(Task material):
Segment Open

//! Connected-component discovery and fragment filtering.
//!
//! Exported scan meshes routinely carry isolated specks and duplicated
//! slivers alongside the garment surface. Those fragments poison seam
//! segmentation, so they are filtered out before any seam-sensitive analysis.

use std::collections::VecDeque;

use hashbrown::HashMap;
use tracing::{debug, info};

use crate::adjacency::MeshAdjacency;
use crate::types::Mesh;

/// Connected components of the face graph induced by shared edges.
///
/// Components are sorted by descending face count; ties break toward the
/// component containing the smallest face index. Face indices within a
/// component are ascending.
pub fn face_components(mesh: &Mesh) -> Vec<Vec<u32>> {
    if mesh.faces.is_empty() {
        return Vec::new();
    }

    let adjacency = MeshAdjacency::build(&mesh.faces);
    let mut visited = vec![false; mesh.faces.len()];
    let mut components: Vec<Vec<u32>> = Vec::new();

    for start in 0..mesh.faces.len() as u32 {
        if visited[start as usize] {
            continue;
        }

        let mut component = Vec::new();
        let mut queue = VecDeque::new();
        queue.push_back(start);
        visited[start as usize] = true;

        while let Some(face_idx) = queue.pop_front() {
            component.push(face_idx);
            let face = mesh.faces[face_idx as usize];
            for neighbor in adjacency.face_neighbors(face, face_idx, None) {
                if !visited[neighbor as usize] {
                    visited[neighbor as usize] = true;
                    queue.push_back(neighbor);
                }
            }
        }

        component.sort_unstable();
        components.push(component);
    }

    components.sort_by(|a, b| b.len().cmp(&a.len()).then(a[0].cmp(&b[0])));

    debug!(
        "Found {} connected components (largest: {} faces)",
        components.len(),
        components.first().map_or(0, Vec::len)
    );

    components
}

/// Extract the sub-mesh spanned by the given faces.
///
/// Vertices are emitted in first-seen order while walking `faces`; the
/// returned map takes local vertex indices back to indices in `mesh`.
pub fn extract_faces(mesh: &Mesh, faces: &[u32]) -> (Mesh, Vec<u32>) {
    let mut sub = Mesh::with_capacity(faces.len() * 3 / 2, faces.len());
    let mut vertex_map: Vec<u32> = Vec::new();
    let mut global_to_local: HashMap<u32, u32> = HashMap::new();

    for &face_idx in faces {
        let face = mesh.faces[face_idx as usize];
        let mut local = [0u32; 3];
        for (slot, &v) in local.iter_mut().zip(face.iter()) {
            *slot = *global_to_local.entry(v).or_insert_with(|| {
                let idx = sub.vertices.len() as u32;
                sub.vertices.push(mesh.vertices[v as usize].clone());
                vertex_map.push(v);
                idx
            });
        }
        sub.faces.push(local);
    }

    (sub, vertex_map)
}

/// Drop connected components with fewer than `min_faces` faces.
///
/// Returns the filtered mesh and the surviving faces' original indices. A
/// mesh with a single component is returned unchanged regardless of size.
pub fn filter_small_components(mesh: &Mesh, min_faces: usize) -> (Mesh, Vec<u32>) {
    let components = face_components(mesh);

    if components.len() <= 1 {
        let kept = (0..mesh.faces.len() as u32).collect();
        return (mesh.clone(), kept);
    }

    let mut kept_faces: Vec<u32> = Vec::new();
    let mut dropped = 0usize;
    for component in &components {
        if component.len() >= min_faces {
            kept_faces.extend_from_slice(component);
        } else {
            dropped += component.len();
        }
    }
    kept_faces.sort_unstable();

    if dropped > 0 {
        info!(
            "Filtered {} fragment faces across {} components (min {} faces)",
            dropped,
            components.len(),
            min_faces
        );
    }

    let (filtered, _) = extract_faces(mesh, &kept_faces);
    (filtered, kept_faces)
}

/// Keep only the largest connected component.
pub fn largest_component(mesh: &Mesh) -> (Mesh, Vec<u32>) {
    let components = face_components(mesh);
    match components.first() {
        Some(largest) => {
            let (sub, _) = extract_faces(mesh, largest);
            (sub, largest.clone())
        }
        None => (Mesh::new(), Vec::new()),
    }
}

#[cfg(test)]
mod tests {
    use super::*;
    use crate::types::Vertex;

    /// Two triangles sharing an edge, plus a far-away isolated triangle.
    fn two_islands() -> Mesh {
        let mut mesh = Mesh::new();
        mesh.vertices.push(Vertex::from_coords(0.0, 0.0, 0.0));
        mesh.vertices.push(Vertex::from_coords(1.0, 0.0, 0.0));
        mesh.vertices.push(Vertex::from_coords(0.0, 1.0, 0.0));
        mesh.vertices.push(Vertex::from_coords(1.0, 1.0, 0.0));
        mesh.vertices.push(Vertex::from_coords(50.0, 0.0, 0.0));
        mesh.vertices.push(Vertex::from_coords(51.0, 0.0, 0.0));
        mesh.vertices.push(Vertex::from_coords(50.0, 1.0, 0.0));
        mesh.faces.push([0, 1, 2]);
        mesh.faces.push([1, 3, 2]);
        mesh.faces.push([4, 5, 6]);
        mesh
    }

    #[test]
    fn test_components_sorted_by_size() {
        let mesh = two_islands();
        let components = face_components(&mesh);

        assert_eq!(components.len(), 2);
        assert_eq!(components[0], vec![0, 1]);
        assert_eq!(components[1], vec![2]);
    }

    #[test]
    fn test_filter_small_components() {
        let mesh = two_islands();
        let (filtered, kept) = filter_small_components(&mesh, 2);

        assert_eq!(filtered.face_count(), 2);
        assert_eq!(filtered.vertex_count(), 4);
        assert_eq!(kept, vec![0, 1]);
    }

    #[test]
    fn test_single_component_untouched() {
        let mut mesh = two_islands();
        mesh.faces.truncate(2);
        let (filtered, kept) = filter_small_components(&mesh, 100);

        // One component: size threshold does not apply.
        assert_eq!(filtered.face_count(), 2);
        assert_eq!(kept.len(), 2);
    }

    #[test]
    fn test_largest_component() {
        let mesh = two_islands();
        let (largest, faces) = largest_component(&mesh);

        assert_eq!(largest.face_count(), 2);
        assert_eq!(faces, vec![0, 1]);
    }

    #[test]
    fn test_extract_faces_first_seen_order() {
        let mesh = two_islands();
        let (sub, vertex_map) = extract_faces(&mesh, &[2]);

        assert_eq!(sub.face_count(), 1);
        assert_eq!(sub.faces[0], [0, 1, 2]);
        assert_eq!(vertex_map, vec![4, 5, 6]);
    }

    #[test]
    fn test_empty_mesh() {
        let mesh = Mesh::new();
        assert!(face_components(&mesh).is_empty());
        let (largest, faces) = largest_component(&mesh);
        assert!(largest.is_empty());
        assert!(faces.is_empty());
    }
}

Segment Closed

Filter the entries by the string "Some" and copy each matching line.

(The answer):
        while let Some(face_idx) = queue.pop_front() {
        Some(largest) => {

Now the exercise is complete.